DATA FOR THE TASK –
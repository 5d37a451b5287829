//! The alias registry: short names bound lazily, the first time they are referenced.

use crate::error::{Error, Result};
use crate::scope::{split_name, ResolutionScope};
use crate::symbols::{Resolver, SymbolTable};
use parking_lot::{Condvar, Mutex, RwLock};
use std::collections::hash_map::Entry;
use std::collections::HashMap;
use std::sync::Arc;
use std::thread::{self, ThreadId};

#[derive(Debug, Clone, Copy, PartialEq, Eq)]
enum Activation {
  /// The alias is being defined right now by the given thread, possibly
  /// further up its call stack.
  Pending(ThreadId),
  Active,
}

/// Maps short aliases to fully-qualified targets and binds them on demand.
///
/// Once [`register`](Self::register)ed with a [`SymbolTable`], the registry
/// sits first in the table's resolver list. Referencing an unbound name whose
/// last segment is a known alias binds that alias into the namespace picked by
/// the [`ResolutionScope`], exactly once per namespace.
#[derive(Debug, Default)]
pub struct AliasRegistry {
  aliases: RwLock<HashMap<String, String>>,
  activations: Mutex<HashMap<String, Activation>>,
  settled: Condvar,
  scope: Mutex<Option<ResolutionScope>>,
}

impl AliasRegistry {
  pub fn new() -> Self {
    Self::default()
  }

  /// Builds a registry that already knows `aliases`. Later pairs win over
  /// earlier ones with the same alias.
  pub fn with_aliases<I, A, T>(aliases: I) -> Self
  where
    I: IntoIterator<Item = (A, T)>,
    A: Into<String>,
    T: Into<String>,
  {
    let aliases = aliases
      .into_iter()
      .map(|(alias, target)| (alias.into(), target.into()))
      .collect();
    Self {
      aliases: RwLock::new(aliases),
      ..Self::default()
    }
  }

  /// Adds an alias for `target`. An alias can only be added once.
  pub fn add_alias(&self, alias: &str, target: &str) -> Result<&Self> {
    match self.aliases.write().entry(alias.to_owned()) {
      Entry::Occupied(_) => {
        return Err(Error::DuplicateAlias {
          alias: alias.to_owned(),
        })
      }
      Entry::Vacant(slot) => {
        slot.insert(target.to_owned());
      }
    }
    tracing::debug!(%alias, %target, "Added alias");
    Ok(self)
  }

  pub fn target_of(&self, alias: &str) -> Option<String> {
    self.aliases.read().get(alias).cloned()
  }

  /// All known aliases and their targets, sorted by alias.
  pub fn aliases(&self) -> Vec<(String, String)> {
    let mut aliases: Vec<_> = self
      .aliases
      .read()
      .iter()
      .map(|(alias, target)| (alias.clone(), target.clone()))
      .collect();
    aliases.sort();
    aliases
  }

  pub fn is_registered(&self) -> bool {
    self.scope.lock().is_some()
  }

  /// The scope aliases are bound into; `None` until registered.
  pub fn scope(&self) -> Option<ResolutionScope> {
    self.scope.lock().clone()
  }

  /// Whether the alias behind `scoped_key` (namespace + alias) has been bound.
  pub fn is_activated(&self, scoped_key: &str) -> bool {
    self.activations.lock().get(scoped_key) == Some(&Activation::Active)
  }

  /// Installs the registry as the first resolver of `symbols`.
  ///
  /// Does nothing and returns `true` if already registered; the scope given
  /// the first time sticks. Returns `false` if the table refused the resolver.
  pub fn register(self: &Arc<Self>, symbols: &SymbolTable, scope: ResolutionScope) -> bool {
    let mut current = self.scope.lock();
    if current.is_some() {
      return true;
    }

    let scope = scope.normalized();
    if !symbols.register_resolver(self.clone(), true) {
      tracing::warn!(?scope, "Alias registry could not be installed");
      return false;
    }

    tracing::debug!(?scope, "Alias registry installed");
    *current = Some(scope);
    true
  }

  /// Binds the alias named by `name`, if there is one.
  ///
  /// Names whose last segment is not a known alias are ignored. The alias is
  /// bound at most once per namespace. Re-entrant references made by the
  /// thread defining the binding do nothing; other threads wait until it is
  /// settled. A scoped name that is already bound is left as it is.
  pub fn load(&self, name: &str, symbols: &SymbolTable) -> Result<()> {
    let (caller, alias) = split_name(name);
    let Some(target) = self.target_of(alias) else {
      return Ok(());
    };

    let scope = self.scope().unwrap_or_default();
    let scoped_key = format!("{}{}", scope.namespace_for(caller), alias);
    let me = thread::current().id();

    let mut activations = self.activations.lock();
    loop {
      match activations.get(&scoped_key).copied() {
        Some(Activation::Active) => return Ok(()),
        Some(Activation::Pending(owner)) if owner == me => return Ok(()),
        Some(Activation::Pending(_)) => self.settled.wait(&mut activations),
        None => break,
      }
    }
    if symbols.contains(&scoped_key) {
      tracing::trace!(%scoped_key, "Alias name already bound, leaving it alone");
      return Ok(());
    }
    activations.insert(scoped_key.clone(), Activation::Pending(me));
    drop(activations);

    tracing::trace!(reference = name, %scoped_key, %target, "Activating alias");
    let outcome = match symbols.define_alias(&scoped_key, &target) {
      // Declared directly while the target was being resolved.
      Err(Error::SymbolExists { .. }) if symbols.contains(&scoped_key) => Ok(false),
      other => other.map(|()| true),
    };

    let mut activations = self.activations.lock();
    let result = match outcome {
      Ok(true) => {
        activations.insert(scoped_key, Activation::Active);
        Ok(())
      }
      Ok(false) => {
        activations.remove(&scoped_key);
        Ok(())
      }
      Err(err) => {
        // Let a later reference try again.
        activations.remove(&scoped_key);
        Err(err)
      }
    };
    drop(activations);
    self.settled.notify_all();
    result
  }
}

impl Resolver for AliasRegistry {
  fn resolve(&self, name: &str, symbols: &SymbolTable) -> Result<()> {
    self.load(name, symbols)
  }
}
use thiserror::Error;

/// The main error type for the `fibre_proxy` library.
#[derive(Debug, Error)]
pub enum Error {
  #[error("The alias '{alias}' has already been added and cannot be modified")]
  DuplicateAlias { alias: String },

  #[error("{operation} is not supported on {proxy}; concrete proxies must override it")]
  UnsupportedOperation {
    operation: &'static str,
    proxy: &'static str,
  },

  #[error("No container has been configured for static proxies")]
  ContainerNotConfigured,

  #[error("The container has no service registered under key '{key}'")]
  KeyNotFound { key: String },

  #[error("The service under key '{key}' is not a {expected}")]
  TypeMismatch { key: String, expected: &'static str },

  #[error("Container failure: {0}")]
  Container(String),

  #[error("The symbol '{name}' is already defined")]
  SymbolExists { name: String },

  #[error("The symbol '{name}' could not be resolved")]
  SymbolNotFound { name: String },

  #[error("Cannot alias '{alias}': target '{target}' could not be resolved")]
  UnresolvableTarget { alias: String, target: String },

  #[error("{proxy} has no forwarded method '{method}'")]
  UnknownMethod { proxy: &'static str, method: String },

  #[error("{method} expects {expected} argument(s), got {actual}")]
  ArgumentCount {
    method: String,
    expected: usize,
    actual: usize,
  },

  #[error("Argument {index} of {method} is not a {expected}")]
  ArgumentType {
    method: String,
    index: usize,
    expected: &'static str,
  },

  #[error("Return value is not a {expected}")]
  ReturnType { expected: &'static str },

  #[error("Configuration file not found: {0}")]
  ConfigNotFound(String),

  #[error("Failed to read configuration file: {0}")]
  ConfigRead(#[from] std::io::Error),

  #[error("Failed to parse configuration: {0}")]
  ConfigParse(String),
}

/// A specialized `Result` type for `fibre_proxy` operations.
pub type Result<T, E = Error> = std::result::Result<T, E>;

#[cfg(feature = "ioc")]
impl From<fibre_ioc::ContainerError> for Error {
  fn from(err: fibre_ioc::ContainerError) -> Self {
    match err {
      fibre_ioc::ContainerError::NotFound { key } => Error::KeyNotFound { key },
      fibre_ioc::ContainerError::TypeMismatch { key, expected } => {
        Error::TypeMismatch { key, expected }
      }
      other => Error::Container(other.to_string()),
    }
  }
}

ACTION ITEM –
Of the entries listed above, reproduce only the lines starting at the line containing "fn resolve(&self, name: &str, symbols: &SymbolTable)" and ending at the line containing "str, method: String". Include both, exactly as they stand.

TASK RESULT –
  fn resolve(&self, name: &str, symbols: &SymbolTable) -> Result<()> {
    self.load(name, symbols)
  }
}
use thiserror::Error;

/// The main error type for the `fibre_proxy` library.
#[derive(Debug, Error)]
pub enum Error {
  #[error("The alias '{alias}' has already been added and cannot be modified")]
  DuplicateAlias { alias: String },

  #[error("{operation} is not supported on {proxy}; concrete proxies must override it")]
  UnsupportedOperation {
    operation: &'static str,
    proxy: &'static str,
  },

  #[error("No container has been configured for static proxies")]
  ContainerNotConfigured,

  #[error("The container has no service registered under key '{key}'")]
  KeyNotFound { key: String },

  #[error("The service under key '{key}' is not a {expected}")]
  TypeMismatch { key: String, expected: &'static str },

  #[error("Container failure: {0}")]
  Container(String),

  #[error("The symbol '{name}' is already defined")]
  SymbolExists { name: String },

  #[error("The symbol '{name}' could not be resolved")]
  SymbolNotFound { name: String },

  #[error("Cannot alias '{alias}': target '{target}' could not be resolved")]
  UnresolvableTarget { alias: String, target: String },

  #[error("{proxy} has no forwarded method '{method}'")]
  UnknownMethod { proxy: &'static str, method: String },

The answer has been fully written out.